Of the three proposed descriptions of the subfields or domains of behavior analysis described above (the standard description, the proposal by Moore, 2008, and the present proposal), three points may be made. First, in all three descriptions the categories are clearly not mutually exclusive; there are many overlapping research and professional interests possible and which often occur in practice. Second, none of the three descriptions should be viewed as a replacement for any of the others, but may be viewed rather as alternative sets of descriptors that might be useful for different purposes (e.g., an overview of the field, a description of professional areas, a description of research interests by specialty, etc.). Finally, two of the classification schemes explicitly place radical behaviorism into the field as a distinctive area of interest for behavior analysis. Next, some of the varieties of behaviorism and some of the distinctive characteristics of radical behaviorism as a scientific system will be summarized for the purposes of providing (a) a brief overview to the larger behavior-analytic audience and (b) a context for the functions and examples of research in the domain of radical behaviorism.
BEHAVIORISM AND RADICAL BEHAVIORISM
Space limitations prevent a complete review of the literature of the varieties of behaviorism. Accordingly, the overview that follows should be considered a minimal summary of some of the major developments and themes involved.
Briefly, Watson's proposal of 1913 to study behavior rather than consciousness was met with mixed reviews, but quickly gained popularity. Those that followed Watson in the late 1920s and early 1930s were dissatisfied with various aspects of his original (or classical) behaviorism, and worked to develop a newer version (neobehaviorism) that combined rigorous experimentation with constrained theorizing in a way that was analogous to developments in the philosophy of science with the rise of logical positivism (e.g., Hergenhahn, 2005; Smith, 1986). From the 1930s to the 1950s, this mediational neobehaviorism held sway in American psychology, and many psychologists, under the leadership of such prominent researchers and theoreticians as Clark Hull (e.g., 1943) and Edward Tolman (e.g., Hergenhahn; Moore, 2008; Smith), were interested in formulating large-scale theories of learning, subject to rigorous testing through studying the behavior of rats in laboratory mazes.
By 1950, these learning theories had begun to generate more problems than solutions. A variety of internal problems with the theories combined with the realization that the theories were making little or no progress toward understanding complex human behavior. Furthermore, all the research and theorizing had produced few applications. However, out of the decline of the era of the grand theories of learning came a simpler, strategic version of mediational neobehaviorism, which has come to be called methodological behaviorism (e.g., Day, 1980, 1983; Hergenhahn, 2005; Moore, 2008).

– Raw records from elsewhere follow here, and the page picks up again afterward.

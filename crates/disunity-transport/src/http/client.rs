//! Outbound REST client.

use std::time::{Duration, Instant};

use async_trait::async_trait;
use reqwest::multipart::{Form, Part};
use reqwest::{Client, ClientBuilder, Method, RequestBuilder};
use serde::Deserialize;
use serde_json::{Value, json};
use tokio::sync::Mutex;
use tracing::{debug, info, trace};

use disunity_core::{Attachment, HttpMethod, RestClient, TransportError, TransportResult};

/// Default REST API base.
pub const DEFAULT_API_BASE: &str = "https://discord.com/api/v10/";

/// Default OAuth2 token endpoint.
pub const DEFAULT_TOKEN_URL: &str = "https://discord.com/api/oauth2/token";

/// Scope requested with client credentials.
const CREDENTIALS_SCOPE: &str = "applications.commands.update";

/// Settings for [`HttpRestClient`].
#[derive(Debug, Clone)]
pub struct HttpClientConfig {
    /// Base URL relative routes are joined to.
    pub api_base: String,
    /// Per-request timeout.
    pub timeout: Duration,
    /// Bot token. Takes precedence over client credentials.
    pub bot_token: Option<String>,
    /// Application id, for client credentials.
    pub client_id: Option<String>,
    /// Application secret, for client credentials.
    pub client_secret: Option<String>,
    /// OAuth2 token endpoint.
    pub token_url: String,
}

impl Default for HttpClientConfig {
    fn default() -> Self {
        Self {
            api_base: DEFAULT_API_BASE.to_string(),
            timeout: Duration::from_secs(30),
            bot_token: None,
            client_id: None,
            client_secret: None,
            token_url: DEFAULT_TOKEN_URL.to_string(),
        }
    }
}

// =============================================================================
// Credentials
// =============================================================================

#[derive(Debug, Deserialize)]
struct TokenResponse {
    access_token: String,
    expires_in: u64,
}

#[derive(Debug, Clone)]
struct CachedToken {
    access_token: String,
    refresh_at: Instant,
}

/// Caches a client-credentials bearer token.
///
/// Tokens are refreshed once half of their lifetime has passed.
#[derive(Debug)]
pub struct CredentialCache {
    client_id: String,
    client_secret: String,
    token_url: String,
    token: Mutex<Option<CachedToken>>,
}

impl CredentialCache {
    /// Creates an empty cache for the given application credentials.
    pub fn new(
        client_id: impl Into<String>,
        client_secret: impl Into<String>,
        token_url: impl Into<String>,
    ) -> Self {
        Self {
            client_id: client_id.into(),
            client_secret: client_secret.into(),
            token_url: token_url.into(),
            token: Mutex::new(None),
        }
    }

    /// Returns a valid bearer token, fetching a new one when needed.
    pub async fn bearer(&self, client: &Client) -> TransportResult<String> {
        let mut token = self.token.lock().await;
        if let Some(cached) = token.as_ref().filter(|t| Instant::now() < t.refresh_at) {
            return Ok(cached.access_token.clone());
        }

        debug!(client_id = %self.client_id, "Requesting client credentials token");
        let response = client
            .post(&self.token_url)
            .basic_auth(&self.client_id, Some(&self.client_secret))
            .form(&[
                ("grant_type", "client_credentials"),
                ("scope", CREDENTIALS_SCOPE),
            ])
            .send()
            .await
            .map_err(|e| TransportError::Credentials(e.to_string()))?;

        let status = response.status();
        if !status.is_success() {
            let text = response.text().await.unwrap_or_default();
            return Err(TransportError::Credentials(format!(
                "token endpoint returned {}: {text}",
                status.as_u16()
            )));
        }
        let body: TokenResponse = response
            .json()
            .await
            .map_err(|e| TransportError::Credentials(e.to_string()))?;

        let cached = CachedToken {
            access_token: body.access_token,
            refresh_at: refresh_deadline(Instant::now(), body.expires_in),
        };
        let access_token = cached.access_token.clone();
        *token = Some(cached);
        Ok(access_token)
    }
}

fn refresh_deadline(now: Instant, expires_in: u64) -> Instant {
    now + Duration::from_secs(expires_in / 2)
}

// =============================================================================
// Client
// =============================================================================

#[derive(Debug)]
enum Authorization {
    Bot(String),
    ClientCredentials(CredentialCache),
    Anonymous,
}

/// REST client over `reqwest`.
#[derive(Debug)]
pub struct HttpRestClient {
    client: Client,
    api_base: String,
    auth: Authorization,
}

impl HttpRestClient {
    /// Creates a client from its settings.
    pub fn new(config: HttpClientConfig) -> TransportResult<Self> {
        let client = ClientBuilder::new()
            .timeout(config.timeout)
            .build()
            .map_err(|e| TransportError::InvalidConfig(e.to_string()))?;

        let auth = match (config.bot_token, config.client_id, config.client_secret) {
            (Some(token), _, _) => Authorization::Bot(token),
            (None, Some(id), Some(secret)) => {
                Authorization::ClientCredentials(CredentialCache::new(id, secret, config.token_url))
            }
            _ => Authorization::Anonymous,
        };

        info!(
            api_base = %config.api_base,
            auth = auth.label(),
            "REST client ready"
        );
        Ok(Self {
            client,
            api_base: config.api_base,
            auth,
        })
    }

    /// Resolves a route against the API base.
    pub fn url(&self, route: &str) -> String {
        join_url(&self.api_base, route)
    }

    async fn authorize(&self, request: RequestBuilder) -> TransportResult<RequestBuilder> {
        Ok(match &self.auth {
            Authorization::Bot(token) => request.header("Authorization", format!("Bot {token}")),
            Authorization::ClientCredentials(cache) => {
                request.bearer_auth(cache.bearer(&self.client).await?)
            }
            Authorization::Anonymous => request,
        })
    }
}

impl Authorization {
    fn label(&self) -> &'static str {
        match self {
            Self::Bot(_) => "bot",
            Self::ClientCredentials(_) => "client-credentials",
            Self::Anonymous => "none",
        }
    }
}

#[async_trait]
impl RestClient for HttpRestClient {
    async fn request(
        &self,
        method: HttpMethod,
        route: &str,
        body: Option<Value>,
        files: Vec<Attachment>,
    ) -> TransportResult<Value> {
        let url = self.url(route);
        trace!(%method, %url, files = files.len(), "REST request");

        let mut request = self.client.request(to_method(method), &url);
        request = self.authorize(request).await?;
        if !files.is_empty() {
            request = request.multipart(multipart_form(body, files)?);
        } else if let Some(body) = body {
            request = request.json(&body);
        }

        let response = request
            .send()
            .await
            .map_err(|e| TransportError::Io(e.to_string()))?;
        let status = response.status();
        if !status.is_success() {
            let text = response.text().await.unwrap_or_default();
            return Err(TransportError::Status {
                status: status.as_u16(),
                body: text,
            });
        }

        let bytes = response
            .bytes()
            .await
            .map_err(|e| TransportError::Io(e.to_string()))?;
        if bytes.is_empty() {
            return Ok(Value::Null);
        }
        serde_json::from_slice(&bytes).map_err(|e| TransportError::Decode(e.to_string()))
    }

    fn has_bot_token(&self) -> bool {
        matches!(self.auth, Authorization::Bot(_))
    }
}

fn to_method(method: HttpMethod) -> Method {
    match method {
        HttpMethod::Get => Method::GET,
        HttpMethod::Post => Method::POST,
        HttpMethod::Patch => Method::PATCH,
        HttpMethod::Put => Method::PUT,
        HttpMethod::Delete => Method::DELETE,
    }
}

fn join_url(base: &str, route: &str) -> String {
    if route.starts_with("https://") || route.starts_with("http://") {
        return route.to_string();
    }
    format!(
        "{}/{}",
        base.trim_end_matches('/'),
        route.trim_start_matches('/')
    )
}

/// Adds the `attachments` metadata array that links `files[n]` parts to the
/// message.
fn payload_with_attachments(body: Option<Value>, files: &[Attachment]) -> Value {
    let mut payload = match body {
        Some(Value::Object(map)) => Value::Object(map),
        _ => json!({}),
    };
    let attachments: Vec<Value> = files
        .iter()
        .enumerate()
        .map(|(id, file)| {
            let mut meta = json!({ "id": id, "filename": file.filename });
            if let Some(description) = &file.description {
                meta["description"] = json!(description);
            }
            meta
        })
        .collect();
    payload["attachments"] = Value::Array(attachments);
    payload
}

fn multipart_form(body: Option<Value>, files: Vec<Attachment>) -> TransportResult<Form> {
    let payload = payload_with_attachments(body, &files);
    let payload_json =
        serde_json::to_string(&payload).map_err(|e| TransportError::Decode(e.to_string()))?;
    let mut form = Form::new().text("payload_json", payload_json);
    for (i, file) in files.into_iter().enumerate() {
        form = form.part(
            format!("files[{i}]"),
            Part::bytes(file.content).file_name(file.filename),
        );
    }
    Ok(form)
}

Methodological behaviorism is the dominant scientific perspective of contemporary mainstream experimental psychology (Day, 1980, 1983; Leigland, 1997; Moore, 2008); it is what is taught as “the scientific method” in virtually all introductory or general psychology textbooks, and it is what is tested on the psychology content exam of the Graduate Records Examination. Methodological behaviorism can be summarized in terms of the following four characteristics: (a) the study of overt, publicly observable behavior; (b) the use of operational definitions, at least with respect to the independent and dependent variables of an experiment; (c) the development of inferential theory for the purposes of scientific explanation; and (d) the testing of theory through experimentation, usually with experimental designs with large numbers of subjects and parametric inferential statistical analysis. This systematic perspective describes the strategic methodological practices of such mainstream research areas as cognitive psychology, social psychology, developmental psychology, and others.
The term radical behaviorism will be taken to refer to the scientific system that developed out of Skinner's writings (e.g., Skinner, 1945, 1974, 1989b). To identify radical behaviorism as originating with Skinner's work is simply to make direct contact with the historical roots of the systematic perspective for the purposes of (a) clarification and critical examination and (b) exploration of the broader implications of the system and formulation of productive extensions that advance the science. What follows should be regarded as a summary only, an overview for the larger behavior-analytic audience, and viewed in the context of a substantial and growing literature of radical behaviorism (e.g., Baum, 2005; Baum & Heath, 1992; Catania & Hineline, 1996; Chiesa, 1994; Hineline, 1980, 1990, 1992; Lattal, 1992; Leigland, 1992, 1997, 1999; Malone & Cruchon, 2001; Moore, 1981, 1990, 1995, 2008; Smith, 1986; Todd & Morris, 1995).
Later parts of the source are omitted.